Whitespace steganography
Source code embedding
Whitespace programs can be embedded in text files, by modifying spaces in the
target to match the Whitespace program. Edwin’s embed.hs
did this by simply substituting spaces, but that may not always be semantically
equivalent. Instead, for source code, a more sophisticated embedder should
tokenize the target file. Strings and code blocks should typically be left
as-is.
Considerations for various programming and markup languages:
- JSON: Strings should be preserved.
- HTML: HTML whitespace handling
is defined by its tokenization state machine
and dynamically affected by CSS.
- Valid locations for space, tab, and LF (incomplete):
- Invalid locations for space, tab, and LF (incomplete):
Binary file embedding
Whitespace programs can be embedded in file formats, that parse using file
trailers or have comment fields at the start.
Formats that would work:
- PDF: Parsing starts with the
cross-reference table at the end of the file. Files start with a comment
containing the version, like
%PDF-1.7
, followed by LF, so a nop instruction
sequence starting with LF would need to be prepended to the program.
- ZIP:
Parsing starts with a central directory, located at the end of the archive,
which specifies the offsets for each files, so arbitrary data can precede the
files. Some tools like gzip don’t process archives that don’t start with a
file entry at offset 0.
- APK is a ZIP archive.
- EPUB is packaged in a ZIP archive.
- JAR, EAR,
and WAR are ZIP archives.
- Office Open XML (.docx,
.docm, .pptx, .pptm, .xlsx, and .xlsm) are ZIP archives of XML files.

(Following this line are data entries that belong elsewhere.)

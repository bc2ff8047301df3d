pub type StripfxResult<T> = Result<T, StripfxError>;

#[derive(thiserror::Error, Debug)]
pub enum StripfxError {
    #[error("validation error: {0}")]
    Validation(String),

    #[error("render error: {0}")]
    Render(String),

    #[error("font error: {0}")]
    Font(String),

    #[error(transparent)]
    Other(#[from] anyhow::Error),
}

impl StripfxError {
    pub fn validation(msg: impl Into<String>) -> Self {
        Self::Validation(msg.into())
    }

    pub fn render(msg: impl Into<String>) -> Self {
        Self::Render(msg.into())
    }

    pub fn font(msg: impl Into<String>) -> Self {
        Self::Font(msg.into())
    }
}

#[cfg(test)]
mod tests {
    use super::*;

    #[test]
    fn display_prefixes_are_stable() {
        assert!(
            StripfxError::validation("x")
                .to_string()
                .contains("validation error:")
        );
        assert!(StripfxError::render("x").to_string().contains("render error:"));
        assert!(StripfxError::font("x").to_string().contains("font error:"));
    }

    #[test]
    fn other_preserves_source() {
        let base = std::io::Error::other("boom");
        let err = StripfxError::Other(anyhow::Error::new(base));
        assert!(err.to_string().contains("boom"));
    }
}
impl<C: Clock> Agent<C> {
    pub fn new(config: AgentConfig, clock: C) -> Self {
        Self {
            config,
            state: AgentState::default(),
            clock,
        }
    }

    pub fn config(&self) -> &AgentConfig {
        &self.config
    }

    pub fn state(&self) -> &AgentState {
        &self.state
    }

    pub fn clock(&self) -> &C {
        &self.clock
    }

    /// Forget everything, used when the port is reopened.
    pub fn reset(&mut self) {
        self.state = AgentState::default();
    }

    /// Process one frame from the master and return the replies.
    pub fn handle_frame(&mut self, frame: &Frame) -> Vec<Frame> {
        let mut out = Vec::new();
        match frame {
            Frame::Fixed(fixed) => self.handle_fixed(fixed, &mut out),
            Frame::Variable(variable) => self.handle_variable(variable, &mut out),
        }
        out
    }

    fn handle_fixed(&mut self, frame: &FixedFrame, out: &mut Vec<Frame>) {
        let control = frame.control;
        let function = match control.function_code() {
            Ok(function) => function,
            Err(err) => {
                warn!("Dropping fixed frame: {}", err);
                return;
            }
        };

        match function {
            FunctionCode::ResetLink if !control.direction_up() && control.primary() => {
                info!("Reset link requested");
                self.fixed(out, CTRL_ACK);
                self.fixed(out, CTRL_RESET_PROCESS);
                self.state.running = false;
                self.state.event = EventFlag::LinkResetPending;
            }
            FunctionCode::ResetLink if control.direction_up() && !control.primary() => {
                self.acknowledged(out);
            }
            FunctionCode::TestLink => {
                debug!("Link test, acknowledging");
                self.fixed(out, CTRL_ACK);
            }
            FunctionCode::RequestLinkState => {
                debug!("Link state requested");
                self.fixed(out, CTRL_LINK_STATUS);
            }
            FunctionCode::LinkStatus => {
                debug!("Link status received, acknowledging");
                self.fixed(out, CTRL_STATUS_ACK);
            }
            _ => warn!("Dropping fixed frame with control {:#04x}", *control),
        }
    }

    /// The master acknowledged our last frame, send whatever was waiting for it.
    fn acknowledged(&mut self, out: &mut Vec<Frame>) {
        match self.state.event {
            EventFlag::LinkResetPending => {
                info!("Link established, sending init ends");
                self.variable(
                    out,
                    CTRL_DATA_PRIMARY,
                    TypeId::InitEnds,
                    Cause::INIT_COMPLETE,
                    &[COI_LOCAL_RESET],
                );
                self.state.running = true;
                self.state.event = EventFlag::None;
            }
            EventFlag::TotalCallPending => {
                debug!("Total call finished, sending termination");
                self.total_call_termination(out);
                self.state.event = EventFlag::None;
            }
            EventFlag::FileCallPending => {
                // the next page or chunk waits for the master's next file call
                self.state.event = EventFlag::None;
                self.next_directory_page(out);
                self.next_file_chunk(out);
            }
            event => debug!("Ack received with nothing pending on it ({:?})", event),
        }
    }

    fn handle_variable(&mut self, frame: &VariableFrame, out: &mut Vec<Frame>) {
        let type_id = match frame.type_id() {
            Ok(type_id) => type_id,
            Err(err) => {
                warn!("Dropping variable frame: {}", err);
                return;
            }
        };
        debug!(
            "Received {:?}, cause {}, {} data bytes",
            type_id,
            *frame.cause,
            frame.data.len()
        );

        match type_id {
            TypeId::InitEnds => self.state.event = EventFlag::LinkResetPending,
            TypeId::TotalCall => {
                if frame.qualifier() != Some(QOI_STATION) {
                    warn!("Total call with qualifier {:?} ignored", frame.qualifier());
                    return;
                }
                self.state.event = EventFlag::TotalCallPending;
                self.activation_confirm(out);
                self.total_call_termination(out);
            }
            TypeId::ClockSync => {
                self.state.event = EventFlag::ClockSyncPending;
                self.activation_confirm(out);
                self.clock_sync(frame, out);
            }
            TypeId::TestCommand => {
                self.state.event = EventFlag::LinkTestPending;
                self.activation_confirm(out);
                self.variable(
                    out,
                    CTRL_DATA_SECONDARY,
                    TypeId::TestCommand,
                    Cause::ACTIVATION_CONFIRM,
                    &LINK_TEST_PATTERN,
                );
            }
            TypeId::ResetProcess => {
                if frame.qualifier() != Some(QRP_GENERAL_RESET) {
                    warn!("Reset process with qualifier {:?} ignored", frame.qualifier());
                    return;
                }
                self.state.event = EventFlag::ResetProcessPending;
                self.activation_confirm(out);
            }
            TypeId::FileTransfer => {
                self.state.event = EventFlag::FileCallPending;
                self.activation_confirm(out);
                self.file_call(&frame.data, out);
            }
        }
    }

    fn clock_sync(&mut self, frame: &VariableFrame, out: &mut Vec<Frame>) {
        match frame.cause {
            Cause::REQUEST => {
                let now = cp56time::encode(&self.clock.now());
                self.variable(out, CTRL_DATA_SECONDARY, TypeId::ClockSync, Cause::REQUEST, &now);
            }
            Cause::ACTIVATION => {
                let time = match cp56time::decode(&frame.data) {
                    Ok(time) => time,
                    Err(err) => {
                        warn!("Clock sync: {}", err);
                        return;
                    }
                };
                if let Err(err) = self.clock.set(&time) {
                    warn!("Failed to set the clock to {}: {}", time, err);
                    return;
                }
                info!("Clock set to {}", time);
                self.variable(
                    out,
                    CTRL_DATA_SECONDARY,
                    TypeId::ClockSync,
                    Cause::ACTIVATION_CONFIRM,
                    &cp56time::encode(&time),
                );
            }
            cause => debug!("Clock sync with cause {} only confirmed", *cause),
        }
    }

    fn file_call(&mut self, data: &[u8], out: &mut Vec<Frame>) {
        if data.len() < 2 {
            warn!("File call payload too short ({} bytes)", data.len());
            return;
        }
        let payload = &data[2..];
        match FileOperation::try_from(data[1]) {
            Ok(FileOperation::DirReadActivate) => self.directory_read(payload, out),
            Ok(FileOperation::FileReadActivate) => self.file_read(payload, out),
            Ok(FileOperation::FileReadDataResponse) => debug!("Master confirmed file data"),
            Ok(op) => debug!("Ignoring file operation {:?}", op),
            Err(err) => warn!("{}", err),
        }
    }

    fn directory_read(&mut self, payload: &[u8], out: &mut Vec<Frame>) {
        let request = match DirectoryRequest::parse(payload) {
            Ok(request) => request,
            Err(err) => {
                warn!("Directory read: {}", err);
                return;
            }
        };
        info!(
            "Directory read, call sign {:#04x}, {} to {}",
            request.call_sign, request.start, request.end
        );
        let names = match file_transfer::scan_directory(
            &self.config.file_root,
            &request.start,
            &request.end,
        ) {
            Ok(names) => names,
            Err(err) => {
                warn!("{}", err);
                Vec::new()
            }
        };
        self.state.directory = DirectoryCursor::new(names);
        self.next_directory_page(out);
    }

    fn next_directory_page(&mut self, out: &mut Vec<Frame>) {
        let Some(cursor) = self.state.directory.as_mut() else {
            return;
        };
        if let Some(page) = cursor.next_page(&self.config.file_root) {
            let data = page.encode();
            self.variable(
                out,
                CTRL_DATA_PRIMARY,
                TypeId::FileTransfer,
                Cause::REQUEST,
                &data,
            );
        }
        if self.state.directory.as_ref().map_or(true, DirectoryCursor::is_finished) {
            self.state.directory = None;
        }
    }

    fn file_read(&mut self, payload: &[u8], out: &mut Vec<Frame>) {
        let name = match file_transfer::parse_file_name(payload) {
            Ok(name) => name,
            Err(err) => {
                warn!("File read: {}", err);
                return;
            }
        };
        self.state.file = None;
        let cursor = match FileReadCursor::open(&self.config.file_root, &name) {
            Ok(cursor) if cursor.size() > 0 => Some(cursor),
            Ok(_) => {
                warn!("File {} is empty", name);
                None
            }
            Err(err) => {
                warn!("{}", err);
                None
            }
        };
        let size = cursor
            .as_ref()
            .map(|c| u32::try_from(c.size()).unwrap_or(u32::MAX));
        let data = file_transfer::read_confirm(&name, size);
        let sent = self.variable(
            out,
            CTRL_DATA_PRIMARY,
            TypeId::FileTransfer,
            Cause::ACTIVATION_CONFIRM,
            &data,
        );
        if let (true, Some(cursor)) = (sent, cursor) {
            info!("File read of {}, {} bytes", name, cursor.size());
            self.state.file = Some(cursor);
        }
    }

    fn next_file_chunk(&mut self, out: &mut Vec<Frame>) {
        let Some(cursor) = self.state.file.as_mut() else {
            return;
        };
        match cursor.next_chunk() {
            Ok(chunk) => {
                let data = chunk.encode();
                let finished = !chunk.more;
                self.variable(
                    out,
                    CTRL_DATA_PRIMARY,
                    TypeId::FileTransfer,
                    Cause::REQUEST,
                    &data,
                );
                if finished {
                    info!("File transfer complete");
                    self.state.file = None;
                }
            }
            Err(err) => {
                warn!("File transfer aborted: {}", err);
                self.state.file = None;
            }
        }
    }

    fn activation_confirm(&self, out: &mut Vec<Frame>) {
        let Some(type_id) = self.state.event.type_id() else {
            return;
        };
        self.variable(out, CTRL_DATA_SECONDARY, type_id, Cause::ACTIVATION_CONFIRM, &[]);
    }

    fn total_call_termination(&self, out: &mut Vec<Frame>) {
        self.variable(
            out,
            CTRL_TERMINATION,
            TypeId::TotalCall,
            Cause::ACTIVATION_TERMINATION,
            &[QOI_STATION],
        );
    }

    fn fixed(&self, out: &mut Vec<Frame>, control: ControlField) {
        out.push(FixedFrame::new(control, self.config.link_address).into());
    }

    fn variable(
        &self,
        out: &mut Vec<Frame>,
        control: ControlField,
        type_id: TypeId,
        cause: Cause,
        data: &[u8],
    ) -> bool {
        let frame = VariableFrame::new(
            control,
            self.config.link_address,
            type_id,
            cause,
            self.config.common_address,
        )
        .with_data(data);
        match frame {
            Ok(frame) => {
                out.push(frame.into());
                true
            }
            Err(err) => {
                warn!("Not sending {:?} reply: {}", type_id, err);
                false
            }
        }
    }
}
//! Relays frames of configured protocols between serial ports and the bus.
//!
//! Inbound bytes of a port are buffered and cut into frames by the
//! [`FrameExtractor`] of each protocol bound to the port. Every frame is
//! published on the protocol's data topic. In the other direction, messages
//! on a protocol's request topic are written to every port bound to it.

use std::collections::BTreeMap;
use std::sync::mpsc::Sender;
use std::sync::Arc;

use log::{debug, trace, warn};

use crate::buffer::Buffer;
use crate::bus::{self, Bus, Envelope};
use crate::config::{Config, Framing, ProtocolConfig};
use crate::nom_parser::{parse_frame, FrameToken};
use crate::store::ResourceStore;
use crate::supervisor::PortHandler;

/// Buffered bytes kept at most while every extractor waits for more.
pub const MAX_PENDING: usize = 4096;

/// Data type recorded in the resource store for relayed frames.
pub const FRAME_DATA_TYPE: &str = "raw";

#[derive(Debug, Clone, PartialEq, Eq)]
pub enum Extraction {
    /// Not enough data yet, the buffer is kept.
    Incomplete,
    /// A complete frame; `consumed` bytes leave the buffer, including any
    /// garbage skipped in front of the frame.
    Frame { frame: Vec<u8>, consumed: usize },
    /// Nothing in the buffer can become a frame.
    Invalid,
}

pub trait FrameExtractor: Send {
    fn extract(&self, buf: &[u8]) -> Extraction;
}

/// Frames starting with `head` and ending with the first `tail` after it.
#[derive(Debug, Clone, Copy, PartialEq, Eq)]
pub struct DelimitedExtractor {
    pub head: u8,
    pub tail: u8,
    pub max_len: usize,
}

impl FrameExtractor for DelimitedExtractor {
    fn extract(&self, buf: &[u8]) -> Extraction {
        let Some(start) = buf.iter().position(|&b| b == self.head) else {
            return Extraction::Invalid;
        };
        let body = &buf[start..];
        match body.iter().skip(1).position(|&b| b == self.tail) {
            Some(pos) if pos + 2 <= self.max_len => Extraction::Frame {
                frame: body[..pos + 2].to_vec(),
                consumed: start + pos + 2,
            },
            Some(_) => Extraction::Invalid,
            None if body.len() >= self.max_len => Extraction::Invalid,
            None => Extraction::Incomplete,
        }
    }
}

/// IEC101 fixed and variable frames, checksums verified.
#[derive(Debug, Clone, Copy, Default)]
pub struct Iec101Extractor;

impl FrameExtractor for Iec101Extractor {
    fn extract(&self, buf: &[u8]) -> Extraction {
        let mut skipped = 0;
        loop {
            let (consumed, token) = parse_frame(&buf[skipped..]);
            match token {
                FrameToken::Frame(_) => {
                    let end = skipped + consumed;
                    return Extraction::Frame {
                        frame: buf[skipped..end].to_vec(),
                        consumed: end,
                    };
                }
                FrameToken::Discard(_) => skipped += consumed,
                FrameToken::NeedData if skipped == buf.len() => return Extraction::Invalid,
                FrameToken::NeedData => return Extraction::Incomplete,
            }
        }
    }
}

/// Everything buffered is one frame. Since extraction runs after every read,
/// this publishes each read as it came.
#[derive(Debug, Clone, Copy, Default)]
pub struct RawExtractor;

impl FrameExtractor for RawExtractor {
    fn extract(&self, buf: &[u8]) -> Extraction {
        if buf.is_empty() {
            return Extraction::Incomplete;
        }
        Extraction::Frame {
            frame: buf.to_vec(),
            consumed: buf.len(),
        }
    }
}

pub fn extractor_for(framing: &Framing) -> Box<dyn FrameExtractor> {
    match *framing {
        Framing::Delimited {
            head,
            tail,
            max_len,
        } => Box::new(DelimitedExtractor {
            head,
            tail,
            max_len,
        }),
        Framing::Iec101 => Box::new(Iec101Extractor),
        Framing::Raw => Box::new(RawExtractor),
    }
}

/// One protocol bound to a port.
pub struct Route {
    pub protocol: String,
    pub data_topic: String,
    extractor: Box<dyn FrameExtractor>,
}

impl Route {
    pub fn new(protocol: &ProtocolConfig) -> Self {
        Self::with_extractor(
            &protocol.id,
            protocol.data_topic(),
            extractor_for(&protocol.framing),
        )
    }

    pub fn with_extractor(
        protocol: &str,
        data_topic: String,
        extractor: Box<dyn FrameExtractor>,
    ) -> Self {
        Self {
            protocol: protocol.to_owned(),
            data_topic,
            extractor,
        }
    }
}

impl std::fmt::Debug for Route {
    fn fmt(&self, f: &mut std::fmt::Formatter<'_>) -> std::fmt::Result {
        f.debug_struct("Route")
            .field("protocol", &self.protocol)
            .field("data_topic", &self.data_topic)
            .finish()
    }
}

/// Serial → bus half of the router for one port.
///
/// Extractors run in binding order and the first one to return a frame
/// wins. The buffer is kept while any of them is waiting for more data and
/// dropped when all of them find it invalid.
pub struct RouterPort<B> {
    port: String,
    routes: Vec<Route>,
    buffer: Buffer,
    bus: B,
    store: Arc<ResourceStore>,
}

impl<B: Bus> RouterPort<B> {
    pub fn new(port: &str, routes: Vec<Route>, bus: B, store: Arc<ResourceStore>) -> Self {
        Self {
            port: port.to_owned(),
            routes,
            buffer: Buffer::new(),
            bus,
            store,
        }
    }

    /// Build the routes of `port` from the configuration.
    pub fn from_config(
        config: &Config,
        port: &str,
        bus: B,
        store: Arc<ResourceStore>,
    ) -> Result<Self, crate::config::Error> {
        let routes = config
            .protocols_for_port(port)?
            .into_iter()
            .map(Route::new)
            .collect();
        Ok(Self::new(port, routes, bus, store))
    }

    pub fn pending(&self) -> usize {
        self.buffer.len()
    }

    /// Buffer `bytes` and publish every frame they complete. Returns the
    /// number of frames published.
    pub fn receive(&mut self, bytes: &[u8]) -> usize {
        self.buffer.write(bytes);
        let mut published = 0;
        while !self.buffer.is_empty() {
            let mut waiting = false;
            let mut found = None;
            for (index, route) in self.routes.iter().enumerate() {
                match route.extractor.extract(self.buffer.as_ref()) {
                    Extraction::Frame { frame, consumed } => {
                        found = Some((index, frame, consumed));
                        break;
                    }
                    Extraction::Incomplete => waiting = true,
                    Extraction::Invalid => {}
                }
            }

            match found {
                Some((index, frame, consumed)) => {
                    self.buffer.consume(consumed);
                    self.publish(index, &frame);
                    published += 1;
                }
                None if waiting => {
                    if self.buffer.len() > MAX_PENDING {
                        warn!(
                            "{}: dropping {} bytes without a frame",
                            self.port,
                            self.buffer.len()
                        );
                        self.buffer.clear();
                    }
                    break;
                }
                None => {
                    debug!(
                        "{}: discarding {} unframed bytes",
                        self.port,
                        self.buffer.len()
                    );
                    self.buffer.clear();
                }
            }
        }
        published
    }

    fn publish(&self, index: usize, frame: &[u8]) {
        let route = &self.routes[index];
        trace!("{}: {} frame {:02x?}", self.port, route.protocol, frame);
        self.store
            .add_resource(&self.port, &route.protocol, FRAME_DATA_TYPE, frame);
        let message = match Envelope::frame(&self.port, frame).to_json() {
            Ok(message) => message,
            Err(err) => {
                warn!("{}: {}", self.port, err);
                return;
            }
        };
        if let Err(err) = self.bus.publish(&route.data_topic, message) {
            warn!("{}: {}", self.port, err);
        }
    }
}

- OpenDocument Format (.odt,
.fodt, .ods, .fods, .odp, .fodp, .odg, .fodg, and .odf) are XML files,
sometimes in ZIP archives.
- XPI (Mozilla extension) is a ZIP
archive.
Formats that may possibly work:
- BMP: The offset of the pixel
array is specified in the header, so arbitrary data could potentially be
included between the headers and data. However, the headers would need to be
valid UTF-8.
- FLAC: A program could be stored in the
optional VORBIS_COMMENT
block, but the STREAMINFO block before it would need to be valid UTF-8.
Formats that won’t work:
- 7z: Although data may occur between
headers and it has a comment property, the magic number is not valid UTF-8.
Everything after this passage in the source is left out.